AgomAb Therapeutics NV
10.60%
5,141,992
2020932
00860C102
Feb 8, 2026
Feb 17, 2026, 07:00 AM
Reporting Persons (2)
This is a joint filing. The reported shares may overlap between reporting persons and should not be summed.
| Name | Type | % of Class | Aggregate | Sole Voting | Shared Voting |
|---|---|---|---|---|---|
| LSP 7 Cooperatieve U.A. | Other | 10.60% | 5,141,992 | 0 | 5,141,992 |
| LSP 7 Management B.V. | Other | 10.60% | 5,141,992 | 0 | 5,141,992 |
Disclosure Items (7)
Common Shares, no nominal value per share ("Common Shares")
AgomAb Therapeutics NV
Posthoflei 1/6, Antwerpen, C9, 2600
The Schedule 13D is being filed by the following persons (each a "Reporting Person" and, collectively, the "Reporting Persons"): LSP 7 Cooperatieve U.A. ("LSP 7"); and LSP 7 Management B.V. The managing directors of LSP 7 Management B.V. are Martijn Kleijwegt, Rene Kuijten and Joachim Rothe (collectively, the "Related Persons").

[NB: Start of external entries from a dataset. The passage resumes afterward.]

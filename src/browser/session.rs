use crate::browser::config::{ConnectionOptions, LaunchOptions};
use crate::dom::{BoundingBox, DocumentTree, ElementNode, NodeId};
use crate::driver::{Driver, How, Identification};
use crate::error::{Result, StateError};
use headless_chrome::protocol::cdp::Page;
use headless_chrome::{Browser, Tab};
use image::DynamicImage;
use log::debug;
use serde_json::Value;
use std::ffi::OsStr;
use std::sync::Arc;
use std::time::Duration;

/// Browser session that manages a Chrome/Chromium instance and one working tab
pub struct BrowserSession {
    /// Keeps the browser process alive for as long as the session exists
    browser: Browser,
    tab: Arc<Tab>,
    timeout: Duration,
}

fn driver_error(context: &str, e: impl std::fmt::Display) -> StateError {
    StateError::DriverFailed(format!("{}: {}", context, e))
}

/// JavaScript string literal for `value`
fn js_string(value: &str) -> Result<String> {
    Ok(serde_json::to_string(value)?)
}

fn xpath_lookup(xpath: &str) -> Result<String> {
    Ok(format!(
        "document.evaluate({}, document, null, XPathResult.FIRST_ORDERED_NODE_TYPE, null).singleNodeValue",
        js_string(xpath)?
    ))
}

/// Expression evaluating to the matching element or null
fn lookup_expression(identification: &Identification) -> Result<String> {
    let value = js_string(&identification.value)?;
    Ok(match identification.how {
        How::Xpath => xpath_lookup(&identification.value)?,
        How::Id => format!("document.getElementById({})", value),
        How::Name => format!("document.getElementsByName({})[0]", value),
        How::Tag => format!("document.getElementsByTagName({})[0]", value),
        How::Text => format!(
            "Array.from(document.querySelectorAll('*')).find(el => Array.from(el.childNodes).some(n => n.nodeType === Node.TEXT_NODE && n.textContent.trim() === {}.trim()))",
            value
        ),
    })
}

impl BrowserSession {
    /// Launch a new browser instance with the given options
    pub fn launch(options: LaunchOptions) -> Result<Self> {
        let mut launch_opts = headless_chrome::LaunchOptions::default();

        launch_opts.ignore_default_args.push(OsStr::new("--enable-automation"));
        launch_opts.args.push(OsStr::new("--disable-blink-features=AutomationControlled"));
        launch_opts.idle_browser_timeout = Duration::from_secs(60 * 60);
        launch_opts.headless = options.headless;
        launch_opts.window_size = Some((options.window_width, options.window_height));
        launch_opts.path = options.chrome_path;
        launch_opts.user_data_dir = options.user_data_dir;
        launch_opts.sandbox = options.sandbox;

        let browser = Browser::new(launch_opts).map_err(|e| driver_error("Failed to launch browser", e))?;
        let tab = browser.new_tab().map_err(|e| driver_error("Failed to create tab", e))?;

        Self::with_tab(browser, tab, Duration::from_millis(options.timeout))
    }

    /// Attach to a running browser via its DevTools WebSocket
    pub fn connect(options: ConnectionOptions) -> Result<Self> {
        let browser = Browser::connect(options.ws_url).map_err(|e| driver_error("Failed to connect", e))?;
        let tab = browser.new_tab().map_err(|e| driver_error("Failed to create tab", e))?;

        Self::with_tab(browser, tab, Duration::from_millis(options.timeout))
    }

    fn with_tab(browser: Browser, tab: Arc<Tab>, timeout: Duration) -> Result<Self> {
        tab.set_default_timeout(timeout);
        Ok(Self { browser, tab, timeout })
    }

    pub fn tab(&self) -> &Arc<Tab> {
        &self.tab
    }

    pub fn browser(&self) -> &Browser {
        &self.browser
    }

    /// Navigate the working tab and wait for the load to finish
    pub fn navigate(&self, url: &str) -> Result<()> {
        self.tab
            .navigate_to(url)
            .map_err(|e| driver_error(&format!("Failed to navigate to {}", url), e))?
            .wait_until_navigated()
            .map_err(|e| driver_error("Navigation timeout", e))?;
        debug!("Navigated to {}", url);
        Ok(())
    }

    /// Current URL of the working tab
    pub fn url(&self) -> String {
        self.tab.get_url()
    }

    /// Evaluate an expression and return its JSON value
    fn evaluate(&self, expression: &str) -> Result<Value> {
        let result = self
            .tab
            .evaluate(expression, false)
            .map_err(|e| driver_error("Failed to evaluate script", e))?;
        Ok(result.value.unwrap_or(Value::Null))
    }
}

impl Driver for BrowserSession {
    fn get_document(&self) -> Result<DocumentTree> {
        let value = self.evaluate(include_str!("extract_dom.js"))?;
        let json = value
            .as_str()
            .ok_or_else(|| StateError::DriverFailed("DOM extraction returned no JSON string".to_string()))?;
        let root: ElementNode = serde_json::from_str(json)?;
        Ok(DocumentTree::from_element(&root))
    }

    fn element_exists(&self, identification: &Identification) -> bool {
        let exists = lookup_expression(identification)
            .and_then(|lookup| self.evaluate(&format!("!!({})", lookup)));
        match exists {
            Ok(value) => value.as_bool().unwrap_or(false),
            Err(e) => {
                debug!("Could not look up {}: {}", identification, e);
                false
            }
        }
    }

    fn take_screenshot(&self, timeout: Duration) -> Result<DynamicImage> {
        self.tab.set_default_timeout(timeout);
        let png = self
            .tab
            .capture_screenshot(Page::CaptureScreenshotFormatOption::Png, None, None, true);
        self.tab.set_default_timeout(self.timeout);

        let png = png.map_err(|e| driver_error("Failed to capture screenshot", e))?;
        Ok(image::load_from_memory(&png)?)
    }

    fn measure_element_rect(&self, tree: &DocumentTree, node: NodeId) -> Result<BoundingBox> {
        let xpath = tree.xpath(node);
        let expression = format!(
            "(function() {{ const el = {}; if (!el || !el.getBoundingClientRect) return null; \
             const r = el.getBoundingClientRect(); \
             return JSON.stringify({{x: r.left + window.scrollX, y: r.top + window.scrollY, width: r.width, height: r.height}}); }})()",
            xpath_lookup(&xpath)?
        );
        let value = self.evaluate(&expression)?;
        let json = value
            .as_str()
            .ok_or_else(|| StateError::NodeNotFound(xpath.clone()))?;
        Ok(serde_json::from_str(json)?)
    }
}

#[cfg(test)]
mod tests {
    use super::*;

    #[test]
    fn test_lookup_expression_escapes_values() {
        let id = Identification::id("say \"hi\"");
        assert_eq!(
            lookup_expression(&id).unwrap(),
            r#"document.getElementById("say \"hi\"")"#
        );

        let xpath = lookup_expression(&Identification::xpath("/html[1]/body[1]")).unwrap();
        assert!(xpath.starts_with("document.evaluate(\"/html[1]/body[1]\""));
    }

    #[test]
    #[ignore] // requires Chrome, run with: cargo test -- --ignored
    fn test_launch_and_capture() {
        let session = BrowserSession::launch(LaunchOptions::new().headless(true)).expect("Failed to launch browser");
        session
            .navigate("data:text/html,<html><body><button id='go'>Go</button></body></html>")
            .expect("Failed to navigate");

        let tree = session.get_document().expect("Failed to extract document");
        assert!(tree.find_by_tag("button").is_some());
        assert!(session.element_exists(&Identification::id("go")));
        assert!(!session.element_exists(&Identification::id("missing")));
        assert!(session.take_screenshot(Duration::from_secs(5)).is_ok());
    }
}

The business address of each of the Reporting Persons and the Related Persons is c/o LSP, Johannes Vermeerplein 9, 1071 DV Amsterdam, the Netherlands.
The Reporting Persons are principally engaged in the business of investments in securities. The current principal occupation of each of the Related Persons is Partner and Managing Director of EQT Life Sciences (formerly Life Sciences Partners).
During the last five years, none of the Reporting Persons nor any of the Related Persons was a party to a civil proceeding of a judicial or administrative body of competent jurisdiction and as a result of such proceeding was or is subject to a judgment, decree or final order enjoining future violations of, or prohibiting or mandating activities subject to, federal or state securities laws or finding any violation with respect to such laws.
Each of the Reporting Persons is organized under the laws of the Netherlands. Messrs. Kleijwegt and Kuijten are citizens of the Netherlands, and Mr. Rothe is a citizen of Germany.
Prior to the Issuer's initial public offering (the "IPO"), LSP 7 purchased 185,585 shares of the Issuer's preferred stock in a series of transactions for aggregate consideration of approximately Euro 40 million. Upon the consummation of the IPO on February 9, 2026 (the "Closing Date"), the Issuer effected a 1-for-21.6450216450216 forward stock split of the Common Shares and all of LSP 7's preferred stock automatically converted into an aggregate 4,016,992 Common Shares. On the Closing Date, LSP 7 purchased 1,125,000 American Depositary Shares (each representing one Common Share) at a purchase price of $16.00 per share, for aggregate consideration of $18,000,000.00. LSP 7 obtained the funds for these transactions through capital contributions from its members.
The ownership information presented herein represents beneficial ownership of Common Shares as of the date hereof, based on 48,736,779 Common Shares outstanding as of February 9, 2026. LSP 7 is the record holder of the Common Shares reported herein and is the beneficial owner of approximately 10.6% of the outstanding Common Shares. LSP 7 Management B.V. is the sole director of LSP 7. The managing directors of LSP 7 Management B.V. are Martijn Kleijwegt, Rene Kuijten and Joachim Rothe.
Sole power to vote or to direct the vote: 0 Shared power to vote or to direct the vote: 5,141,992 Sole power to dispose or to direct the disposition of: 0 Shared power to dispose or to direct the disposition of: 5,141,992
Except as set forth in this Schedule 13D, during the past 60 days, none of the Reporting Persons nor the Related Persons have effected any transactions in the Common Stock.
None.
Not applicable.
Item 4 above summarizes certain provisions of the Shareholders' Agreement and the Lock-Up Agreement and is incorporated herein by reference. A copy of each such agreement is attached as an exhibit to this Schedule 13D and is incorporated by reference herein. Except as set forth herein, none of the Reporting Persons has any contracts, arrangements, understandings or relationships (legal or otherwise) with any person with respect to any securities of the Issuer, including but not limited to any contracts, arrangements, understandings or relationships concerning the transfer or voting of such securities, finder's fees, joint ventures, loan or option arrangements, puts or calls, guarantees of profits, division of profits or losses, or the giving or withholding of proxies.
Exhibit 1: Joint Filing Agreement Exhibit 2: Amended and Restated Shareholders' Agreement, dated as of November 4, 2024, by and among AgomAb Therapeutics NV and the shareholders party thereto (incorporated by reference to Exhibit 4.1 to the Issuer's Registration Statement on Form F-1 filed with the SEC on January 16, 2026). Exhibit 3: Form of Lock-Up Agreement (incorporated by reference to Exhibit 1.1. to the Issuer's Registration Statement on Form F-1 filed with the SEC on January 29, 2026).